Generate chat completions with optional parsing/retry logic.

Function keeps retrying only the prompts whose outputs fail parse_fn (up to max_retries); return value is a list of parsed objects (or None if parsing doesn't succeed).

If return_raw is True the function instead returns a tuple (parsed_list, raw_list).

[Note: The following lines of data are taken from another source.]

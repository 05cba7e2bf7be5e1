use super::_support::{FlakyStorage, d, storage_with};
use nexusql::query::InsertOptions;
use nexusql::storage::{Durability, MemoryStorage, TableOptions};
use nexusql::{Connection, Datum, ErrorKind, RunOptions, r};
use serde_json::json;
use std::sync::Arc;

async fn conn() -> (Arc<MemoryStorage>, Connection) {
    let storage = storage_with("t", &[json!({"id": 1, "n": 1}), json!({"id": 2, "n": 2})]).await;
    (Arc::clone(&storage), Connection::new(storage))
}

#[tokio::test]
async fn batch_insert_records_duplicates_without_aborting() {
    let (_, conn) = conn().await;
    let res = r::table("t")
        .insert(json!([{"id": 3}, {"id": 1}, {"id": 4}]))
        .run(&conn)
        .await
        .unwrap()
        .into_write()
        .unwrap();
    assert_eq!((res.inserted, res.errors), (2, 1));
    assert!(res.first_error.unwrap().contains("Duplicate primary key"));
}

#[tokio::test]
async fn upsert_replaces_existing_row() {
    let (_, conn) = conn().await;
    let opts = InsertOptions { upsert: true, return_vals: true, ..Default::default() };
    let res = r::table("t")
        .insert_with(json!({"id": 1, "n": 10}), &opts)
        .run(&conn)
        .await
        .unwrap()
        .into_write()
        .unwrap();
    assert_eq!(res.replaced, 1);
    assert_eq!(res.old_val, Some(d(json!({"id": 1, "n": 1}))));
    assert_eq!(res.new_val, Some(d(json!({"id": 1, "n": 10}))));
}

#[tokio::test]
async fn insert_then_get_round_trips() {
    let (_, conn) = conn().await;
    let doc = json!({"id": "k", "tags": ["a", "b"], "nested": {"x": 1}});
    r::table("t").insert(doc.clone()).run(&conn).await.unwrap();
    let got = r::table("t").get("k").run(&conn).await.unwrap().into_datum().await.unwrap();
    assert_eq!(got, d(doc));
}

#[tokio::test]
async fn missing_key_is_generated() {
    let (_, conn) = conn().await;
    let res = r::table("t").insert(json!({"n": 9})).run(&conn).await.unwrap().into_write().unwrap();
    assert_eq!(res.generated_keys.len(), 1);
    let key = res.generated_keys[0].clone();
    let got = r::table("t").get(key).field("n").run(&conn).await.unwrap().into_datum().await.unwrap();
    assert_eq!(got, Datum::from(9));
}

#[tokio::test]
async fn update_merges_and_counts_unchanged() {
    let (_, conn) = conn().await;
    let res = r::table("t").update(json!({"n": 2})).run(&conn).await.unwrap().into_write().unwrap();
    assert_eq!((res.replaced, res.unchanged), (1, 1));
    let all = r::table("t").run(&conn).await.unwrap().into_datum().await.unwrap();
    assert_eq!(all, d(json!([{"id": 1, "n": 2}, {"id": 2, "n": 2}])));
}

#[tokio::test]
async fn computed_replace_and_delete() {
    let (_, conn) = conn().await;
    let res = r::table("t")
        .get(2)
        .replace_with(|row| r::object([("id", row.field("id")), ("n", row.field("n").mul(3))]))
        .run(&conn)
        .await
        .unwrap()
        .into_write()
        .unwrap();
    assert_eq!(res.replaced, 1);
    let res =
        r::table("t").filter(r::field("n").lt(5)).delete().run(&conn).await.unwrap().into_write().unwrap();
    assert_eq!(res.deleted, 1);
    let left = r::table("t").count().run(&conn).await.unwrap().into_datum().await.unwrap();
    assert_eq!(left, Datum::from(1));
}

#[tokio::test]
async fn get_of_missing_row_is_skipped() {
    let (_, conn) = conn().await;
    let res = r::table("t").get(42).delete().run(&conn).await.unwrap().into_write().unwrap();
    assert_eq!((res.deleted, res.skipped), (0, 1));
}

#[tokio::test]
async fn durability_hint_reaches_storage() {
    let (storage, conn) = conn().await;
    let before = storage.durability_stats("t").unwrap();
    let opts = InsertOptions { durability: Some(Durability::Soft), ..Default::default() };
    r::table("t").insert_with(json!({"id": 5}), &opts).run(&conn).await.unwrap();
    let after = storage.durability_stats("t").unwrap();
    assert_eq!(after.soft, before.soft + 1);
    assert_eq!(after.hard, before.hard);
}

#[tokio::test]
async fn for_each_copies_rows() {
    let (storage, conn) = conn().await;
    storage.create_table("copy", nexusql::storage::TableOptions::default()).unwrap();
    let res = r::table("t")
        .for_each(|row| r::table("copy").insert(row))
        .run(&conn)
        .await
        .unwrap()
        .into_write()
        .unwrap();
    assert_eq!(res.inserted, 2);
}

#[tokio::test]
async fn transport_errors_propagate_unchanged() {
    let inner = storage_with("t", &[json!({"id": 1})]).await;
    let flaky = Arc::new(FlakyStorage::new(inner));
    let conn = Connection::new(Arc::clone(&flaky) as Arc<dyn nexusql::storage::Storage>);
    flaky.trip();
    let err = r::table("t").insert(json!([{"id": 2}, {"id": 3}])).run(&conn).await.unwrap_err();
    assert_eq!(err.kind(), ErrorKind::Connection);
    assert!(err.is_transport());
    // reads do not touch the failing path
    let n = r::table("t").count().run(&conn).await.unwrap().into_datum().await.unwrap();
    assert_eq!(n, Datum::from(1));
}

#[tokio::test]
async fn for_each_updates_accumulate() {
    let storage = storage_with("t", &[json!({"id": 1, "n": 0})]).await;
    let conn = Connection::new(Arc::clone(&storage) as Arc<dyn nexusql::storage::Storage>);
    let res = r::expr(vec![1, 2, 3])
        .for_each(|_| r::table("t").get(1).update_with(|row| r::object([("n", row.field("n").add(1))])))
        .run(&conn)
        .await
        .unwrap()
        .into_write()
        .unwrap();
    assert_eq!(res.replaced, 3);
    let n = r::table("t").get(1).field("n").run(&conn).await.unwrap().into_datum().await.unwrap();
    assert_eq!(n, Datum::from(3));
}

#[tokio::test]
async fn unhinted_writes_follow_run_then_table_durability() {
    let storage = Arc::new(MemoryStorage::new());
    let soft = TableOptions { primary_key: "id".into(), durability: Some(Durability::Soft) };
    storage.create_table("t", soft).unwrap();
    let conn = Connection::new(Arc::clone(&storage) as Arc<dyn nexusql::storage::Storage>);

    r::table("t").insert(json!({"id": 1})).run(&conn).await.unwrap();
    let stats = storage.durability_stats("t").unwrap();
    assert_eq!((stats.soft, stats.hard), (1, 0));

    let run = RunOptions { durability: Some(Durability::Hard) };
    conn.run_with(&r::table("t").insert(json!({"id": 2})), &run).await.unwrap();
    let stats = storage.durability_stats("t").unwrap();
    assert_eq!((stats.soft, stats.hard), (1, 1));
}
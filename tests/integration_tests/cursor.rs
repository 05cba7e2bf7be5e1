use super::_support::{connection, storage_with};
use nexusql::config::QueryConfig;
use nexusql::query::CursorState;
use nexusql::{Connection, Datum, ErrorKind, r};
use serde_json::json;

fn five() -> Vec<serde_json::Value> {
    (1..=5).map(|i| json!({"id": i})).collect()
}

#[tokio::test]
async fn next_five_times_then_exhausted() {
    let conn = connection("c", &five()).await;
    let mut cursor = r::table("c").run(&conn).await.unwrap().into_cursor().unwrap();
    for i in 1..=5 {
        let row = cursor.next().await.unwrap();
        assert_eq!(row.field("id"), Some(&Datum::from(i)));
    }
    assert!(!cursor.has_next().await.unwrap());
    let err = cursor.next().await.unwrap_err();
    assert_eq!(err.kind(), ErrorKind::IndexOutOfRange);
    assert_eq!(cursor.state(), CursorState::Exhausted);
}

#[tokio::test]
async fn has_next_does_not_consume() {
    let conn = connection("c", &five()).await;
    let mut cursor = r::table("c").run(&conn).await.unwrap().into_cursor().unwrap();
    assert!(cursor.has_next().await.unwrap());
    assert!(cursor.has_next().await.unwrap());
    assert_eq!(cursor.next().await.unwrap().field("id"), Some(&Datum::from(1)));
}

#[tokio::test]
async fn each_stops_early_and_closes() {
    let conn = connection("c", &five()).await;
    let mut cursor = r::table("c").run(&conn).await.unwrap().into_cursor().unwrap();
    let mut seen = Vec::new();
    cursor
        .each(|row| {
            seen.push(row);
            Ok(seen.len() < 2)
        })
        .await
        .unwrap();
    assert_eq!(seen.len(), 2);
    assert_eq!(cursor.state(), CursorState::Closed);
    assert_eq!(cursor.next().await.unwrap_err().kind(), ErrorKind::CursorClosed);
}

#[tokio::test]
async fn infinite_stream_refuses_to_array_but_streams() {
    let conn = connection("c", &[]).await;
    let mut cursor = r::range().run(&conn).await.unwrap().into_cursor().unwrap();
    assert!(cursor.is_infinite());
    assert_eq!(cursor.next().await.unwrap(), Datum::from(0));
    assert_eq!(cursor.next().await.unwrap(), Datum::from(1));
    let err = cursor.to_array().await.unwrap_err();
    assert_eq!(err.kind(), ErrorKind::ResourceExhausted);
    cursor.close();
    cursor.close();
    assert_eq!(cursor.state(), CursorState::Closed);
}

#[tokio::test]
async fn array_limit_bounds_to_array() {
    let storage = storage_with("c", &five()).await;
    let cfg = QueryConfig { array_limit: 3, ..QueryConfig::default() };
    let conn = Connection::with_config(storage, cfg);
    let mut cursor = r::table("c").run(&conn).await.unwrap().into_cursor().unwrap();
    let err = cursor.to_array().await.unwrap_err();
    assert_eq!(err.kind(), ErrorKind::ResourceExhausted);
}

#[tokio::test]
async fn independent_cursors_share_nothing() {
    let conn = connection("c", &five()).await;
    let mut a = r::table("c").run(&conn).await.unwrap().into_cursor().unwrap();
    let mut b = r::table("c").run(&conn).await.unwrap().into_cursor().unwrap();
    a.next().await.unwrap();
    a.close();
    assert_eq!(b.to_array().await.unwrap().len(), 5);
}

#[tokio::test]
async fn evaluation_errors_surface_from_next() {
    let conn = connection("c", &[json!({"id": 1, "n": 1}), json!({"id": 2})]).await;
    let mut cursor =
        r::table("c").map(|row| row.field("n")).run(&conn).await.unwrap().into_cursor().unwrap();
    assert_eq!(cursor.next().await.unwrap(), Datum::from(1));
    assert_eq!(cursor.next().await.unwrap_err().kind(), ErrorKind::KeyMissing);
}
//! nexusql: a query-expression core for document databases.
//!
//! Queries are built with [`query::r`] and the chained [`Expr`] API, handed to a
//! [`Connection`], and evaluated lazily against tables supplied by a [`storage::Storage`]
//! implementation. Results come back as an atom, a streaming [`query::Cursor`], or a
//! [`query::WriteResult`].
//!
//! ```no_run
//! use nexusql::{Connection, r, storage::{MemoryStorage, TableOptions}};
//! use std::sync::Arc;
//!
//! # async fn demo() -> Result<(), nexusql::DbError> {
//! let storage = Arc::new(MemoryStorage::new());
//! storage.create_table("users", TableOptions::default())?;
//! let conn = Connection::new(storage);
//! r::table("users").insert(serde_json::json!({"id": 1, "age": 30})).run(&conn).await?;
//! let _adults = r::table("users").filter(r::field("age").ge(18)).count().run(&conn).await?;
//! # Ok(()) }
//! ```
pub mod cli;
pub mod config;
pub mod connection;
pub mod datum;
pub mod errors;
pub mod logger;
pub mod query;
pub mod storage;
pub mod utils;

pub use connection::{Connection, Response, RunOptions};
pub use datum::Datum;
pub use errors::{DbError, ErrorKind};
pub use query::{Expr, r};

/// Initializes logging from `log4rs.yaml` in the working directory.
pub fn init() -> Result<(), Box<dyn std::error::Error>> {
    logger::init()
}
//! Write execution.
//!
//! Selections are evaluated synchronously into rows, then every row is written through the async
//! `Storage` contract one document at a time. Per-document failures are folded into the
//! `WriteResult`; transport failures abort the whole write.
use super::eval::{Function, Scope, arg, eval, opt_bool, opt_string};
use super::object::merge_deep;
use super::term::{Call, Op, Term};
use super::value::Value;
use crate::datum::{Datum, object};
use crate::errors::DbError;
use crate::storage::{Conflict, Durability, InsertOutcome, ReplaceOutcome, Storage, TableRef};
use serde::Serialize;
use std::future::Future;
use std::pin::Pin;
use std::sync::Arc;

#[derive(Debug, Clone, Default, PartialEq, Serialize)]
pub struct WriteResult {
    pub inserted: u64,
    pub replaced: u64,
    pub unchanged: u64,
    pub errors: u64,
    pub deleted: u64,
    pub skipped: u64,
    #[serde(skip_serializing_if = "Option::is_none")]
    pub first_error: Option<String>,
    #[serde(skip_serializing_if = "Vec::is_empty")]
    pub generated_keys: Vec<Datum>,
    #[serde(skip_serializing_if = "Option::is_none")]
    pub old_val: Option<Datum>,
    #[serde(skip_serializing_if = "Option::is_none")]
    pub new_val: Option<Datum>,
}

impl WriteResult {
    /// Number of documents the write considered.
    #[must_use]
    pub const fn total(&self) -> u64 {
        self.inserted + self.replaced + self.unchanged + self.errors + self.deleted + self.skipped
    }

    fn record_error(&mut self, e: &DbError) {
        self.errors += 1;
        if self.first_error.is_none() {
            self.first_error = Some(e.to_string());
        }
    }

    /// Records `e` against the current document, unless it is a transport failure.
    fn absorb(&mut self, e: DbError) -> Result<(), DbError> {
        if e.is_transport() {
            return Err(e);
        }
        self.record_error(&e);
        Ok(())
    }

    pub fn merge(&mut self, other: Self) {
        self.inserted += other.inserted;
        self.replaced += other.replaced;
        self.unchanged += other.unchanged;
        self.errors += other.errors;
        self.deleted += other.deleted;
        self.skipped += other.skipped;
        if self.first_error.is_none() {
            self.first_error = other.first_error;
        }
        self.generated_keys.extend(other.generated_keys);
        self.old_val = self.old_val.take().or(other.old_val);
        self.new_val = self.new_val.take().or(other.new_val);
    }

    #[must_use]
    pub fn to_datum(&self) -> Datum {
        let mut out = object([
            ("inserted", Datum::from(self.inserted)),
            ("replaced", Datum::from(self.replaced)),
            ("unchanged", Datum::from(self.unchanged)),
            ("errors", Datum::from(self.errors)),
            ("deleted", Datum::from(self.deleted)),
            ("skipped", Datum::from(self.skipped)),
        ]);
        if let Datum::Object(map) = &mut out {
            if let Some(e) = &self.first_error {
                map.insert("first_error".into(), Datum::from(e.as_str()));
            }
            if !self.generated_keys.is_empty() {
                map.insert("generated_keys".into(), Datum::Array(self.generated_keys.clone()));
            }
            if let Some(v) = &self.old_val {
                map.insert("old_val".into(), v.clone());
            }
            if let Some(v) = &self.new_val {
                map.insert("new_val".into(), v.clone());
            }
        }
        out
    }
}

#[derive(Debug, Clone, Copy)]
struct WriteOpts {
    durability: Durability,
    return_vals: bool,
}

impl WriteOpts {
    fn from_call(c: &Call, scope: &Scope, default: Durability) -> Result<Self, DbError> {
        let durability = opt_string(c, "durability", scope)?
            .map(|s| Durability::parse(&s))
            .transpose()?
            .unwrap_or(default);
        let return_vals = opt_bool(c, "return_vals", scope)?.unwrap_or(false);
        Ok(Self { durability, return_vals })
    }

    fn check_single(self, n: usize) -> Result<(), DbError> {
        if self.return_vals && n > 1 {
            return Err(DbError::InvalidArgument(
                "`return_vals` is only valid for single-document writes".into(),
            ));
        }
        Ok(())
    }
}

/// Name of the table a selection is rooted at. Fails unless `term` is a chain of
/// selection-preserving operators ending at `table`.
pub(crate) fn selection_table(term: &Term) -> Result<String, DbError> {
    let mut cur = term;
    loop {
        match cur {
            Term::Call(c) if c.op == Op::Table => {
                return arg(c, 0)?
                    .as_literal()
                    .and_then(Datum::as_str)
                    .map(str::to_owned)
                    .ok_or_else(|| DbError::QueryError("Table name must be a string literal".into()));
            }
            Term::Call(c) if c.op.preserves_selection() => cur = arg(c, 0)?,
            other => {
                let found = other.op().map_or_else(|| "DATUM".to_owned(), Op::name);
                return Err(DbError::TypeMismatch(format!(
                    "Expected type SELECTION but found `{found}`"
                )));
            }
        }
    }
}

type WriteFuture<'b> = Pin<Box<dyn Future<Output = Result<WriteResult, DbError>> + Send + 'b>>;

/// Applies writes through `storage`.
///
/// A write without its own `durability` takes the run's, then the table's, then
/// `default_durability`.
pub struct WriteExecutor<'a> {
    storage: &'a dyn Storage,
    run_durability: Option<Durability>,
    default_durability: Durability,
}

impl std::fmt::Debug for WriteExecutor<'_> {
    fn fmt(&self, f: &mut std::fmt::Formatter<'_>) -> std::fmt::Result {
        f.debug_struct("WriteExecutor")
            .field("run_durability", &self.run_durability)
            .field("default_durability", &self.default_durability)
            .finish()
    }
}

impl<'a> WriteExecutor<'a> {
    #[must_use]
    pub fn new(storage: &'a dyn Storage, default_durability: Durability) -> Self {
        Self { storage, run_durability: None, default_durability }
    }

    #[must_use]
    pub const fn with_run_durability(mut self, durability: Option<Durability>) -> Self {
        self.run_durability = durability;
        self
    }

    fn durability_for(&self, table: &TableRef) -> Durability {
        self.run_durability.or_else(|| table.durability()).unwrap_or(self.default_durability)
    }

    /// Current snapshot of the table a selection is rooted at, so that writes nested in
    /// `for_each` see the effect of earlier iterations.
    async fn refreshed(&self, name: &str, scope: &Scope) -> Result<(TableRef, Scope), DbError> {
        let table = self.storage.open_table(name).await?;
        Ok((Arc::clone(&table), scope.with_table(table)))
    }

    /// Runs a write term. Arrays of writes (as returned by `for_each` bodies) are summed.
    pub fn execute<'b>(&'b self, term: &'b Arc<Term>, scope: &'b Scope) -> WriteFuture<'b> {
        Box::pin(async move {
            let Term::Call(c) = term.as_ref() else {
                return Err(DbError::QueryError("Expected a write query".into()));
            };
            match c.op {
                Op::Insert => self.insert(c, scope).await,
                Op::Update | Op::Replace | Op::Delete => self.modify(c, scope).await,
                Op::ForEach => self.for_each(c, scope).await,
                Op::MakeArray => {
                    let mut total = WriteResult::default();
                    for t in &c.args {
                        total.merge(self.execute(t, scope).await?);
                    }
                    Ok(total)
                }
                other => Err(DbError::QueryError(format!(
                    "Expected a write query but found `{}`",
                    other.name()
                ))),
            }
        })
    }

    async fn insert(&self, c: &Call, scope: &Scope) -> Result<WriteResult, DbError> {
        let table = match eval(arg(c, 0)?, scope)? {
            Value::Table(t) => t,
            other => {
                return Err(DbError::TypeMismatch(format!(
                    "Expected type TABLE but found {}",
                    other.type_name()
                )));
            }
        };
        let docs = match eval(arg(c, 1)?, scope)? {
            Value::Datum(Datum::Array(items)) => items,
            Value::Datum(d) => vec![d],
            other => other.into_sequence()?.collect_bounded(scope.array_limit())?,
        };
        let opts = WriteOpts::from_call(c, scope, self.durability_for(&table))?;
        opts.check_single(docs.len())?;
        let conflict =
            if opt_bool(c, "upsert", scope)?.unwrap_or(false) { Conflict::Replace } else { Conflict::Error };
        let pk = table.primary_key().to_owned();
        let mut res = WriteResult::default();
        for doc in docs {
            let Datum::Object(mut obj) = doc else {
                res.record_error(&DbError::TypeMismatch(format!(
                    "Expected type OBJECT but found {}",
                    doc.type_name()
                )));
                continue;
            };
            let generated = if obj.contains_key(&pk) {
                None
            } else {
                let key = Datum::String(uuid::Uuid::new_v4().to_string());
                obj.insert(pk.clone(), key.clone());
                Some(key)
            };
            let doc = Datum::Object(obj);
            match self.storage.insert(table.name(), doc.clone(), conflict, opts.durability).await {
                Ok(InsertOutcome::Inserted) => {
                    res.inserted += 1;
                    res.generated_keys.extend(generated);
                    if opts.return_vals {
                        res.old_val = Some(Datum::Null);
                        res.new_val = Some(doc);
                    }
                }
                Ok(InsertOutcome::Replaced { old }) => {
                    res.replaced += 1;
                    if opts.return_vals {
                        res.old_val = Some(old);
                        res.new_val = Some(doc);
                    }
                }
                Ok(InsertOutcome::Unchanged) => res.unchanged += 1,
                Err(e) => res.absorb(e)?,
            }
        }
        log::debug!("insert: table={}, result={:?}", table.name(), res);
        Ok(res)
    }

    async fn modify(&self, c: &Call, scope: &Scope) -> Result<WriteResult, DbError> {
        let recv = arg(c, 0)?;
        let (table, scope) = self.refreshed(&selection_table(recv)?, scope).await?;
        let scope = &scope;
        let pk = table.primary_key().to_owned();
        let (rows, mut res) = match eval(recv, scope)? {
            Value::Datum(Datum::Null) => (Vec::new(), WriteResult { skipped: 1, ..Default::default() }),
            Value::Datum(row @ Datum::Object(_)) => (vec![row], WriteResult::default()),
            other => (other.into_sequence()?.collect_bounded(scope.array_limit())?, WriteResult::default()),
        };
        let opts = WriteOpts::from_call(c, scope, self.durability_for(&table))?;
        opts.check_single(rows.len())?;
        let change = c.args.get(1).map(Function::from_term).transpose()?;
        for row in rows {
            let key = row.get_field(&pk)?.clone();
            let target = match (&change, c.op) {
                (None, _) => Ok(Datum::Null),
                (Some(f), Op::Update) => f.call(scope, vec![row.clone()]).and_then(|patch| {
                    if patch.is_null() {
                        Ok(row.clone())
                    } else {
                        patch.expect_object()?;
                        Ok(merge_deep(row.clone(), patch))
                    }
                }),
                (Some(f), _) => f.call(scope, vec![row.clone()]),
            };
            match target {
                Err(e) => res.absorb(e)?,
                Ok(Datum::Null) => self.delete_row(table.name(), &key, opts, &mut res).await?,
                Ok(new) => self.replace_row(table.name(), &pk, &key, row, new, opts, &mut res).await?,
            }
        }
        log::debug!("{}: table={}, result={:?}", c.op.name(), table.name(), res);
        Ok(res)
    }

    async fn delete_row(
        &self,
        table: &str,
        key: &Datum,
        opts: WriteOpts,
        res: &mut WriteResult,
    ) -> Result<(), DbError> {
        match self.storage.delete(table, key, opts.durability).await {
            Ok(Some(old)) => {
                res.deleted += 1;
                if opts.return_vals {
                    res.old_val = Some(old);
                    res.new_val = Some(Datum::Null);
                }
                Ok(())
            }
            Ok(None) => {
                res.skipped += 1;
                Ok(())
            }
            Err(e) => res.absorb(e),
        }
    }

    #[allow(clippy::too_many_arguments)]
    async fn replace_row(
        &self,
        table: &str,
        pk: &str,
        key: &Datum,
        old: Datum,
        new: Datum,
        opts: WriteOpts,
        res: &mut WriteResult,
    ) -> Result<(), DbError> {
        if !matches!(new, Datum::Object(_)) {
            res.record_error(&DbError::TypeMismatch(format!(
                "Expected type OBJECT but found {}",
                new.type_name()
            )));
            return Ok(());
        }
        match new.field(pk) {
            None => {
                res.record_error(&DbError::InvalidArgument(format!(
                    "Document is missing primary key `{pk}`"
                )));
                return Ok(());
            }
            Some(k) if k != key => {
                res.record_error(&DbError::InvalidArgument(format!(
                    "Primary key `{pk}` cannot be changed"
                )));
                return Ok(());
            }
            Some(_) => {}
        }
        if new == old {
            res.unchanged += 1;
            return Ok(());
        }
        match self.storage.replace(table, key, new.clone(), opts.durability).await {
            Ok(ReplaceOutcome::Replaced { old }) => {
                res.replaced += 1;
                if opts.return_vals {
                    res.old_val = Some(old);
                    res.new_val = Some(new);
                }
                Ok(())
            }
            Ok(ReplaceOutcome::Unchanged) => {
                res.unchanged += 1;
                Ok(())
            }
            Ok(ReplaceOutcome::Missing) => {
                res.skipped += 1;
                Ok(())
            }
            Err(e) => res.absorb(e),
        }
    }

    async fn for_each(&self, c: &Call, scope: &Scope) -> Result<WriteResult, DbError> {
        let rows = eval(arg(c, 0)?, scope)?.into_sequence()?.collect_bounded(scope.array_limit())?;
        let f = Function::from_term(arg(c, 1)?)?;
        let mut total = WriteResult::default();
        for row in rows {
            let (inner, body) = f.bind(scope, vec![row])?;
            total.merge(self.execute(body, &inner).await?);
        }
        Ok(total)
    }
}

Source code in aisteer360/evaluation/utils/generation_utils.py

def batch_retry_generate(
    prompt_data: Sequence[dict[str, Any]],
    model_or_pipeline: PreTrainedModel | SteeringPipeline,
    tokenizer: PreTrainedTokenizerBase,
    gen_kwargs: dict[str, Any] | None = None,
    runtime_overrides: dict[tuple[str, str], str] | None = None,
    evaluation_data: dict | None = None,
    parse_fn: Callable[[str, dict[str, Any]], Any | None] | None = None,
    max_retries: int = 2,
    return_raw: bool = False,
) -> list[Any] | tuple[list[Any], list[str]]:
    """
    Generate chat completions with optional parsing/retry logic.

    Function keeps retrying only the prompts whose outputs fail parse_fn (up to max_retries); return value is a list
    of parsed objects (or None if parsing doesn't succeed).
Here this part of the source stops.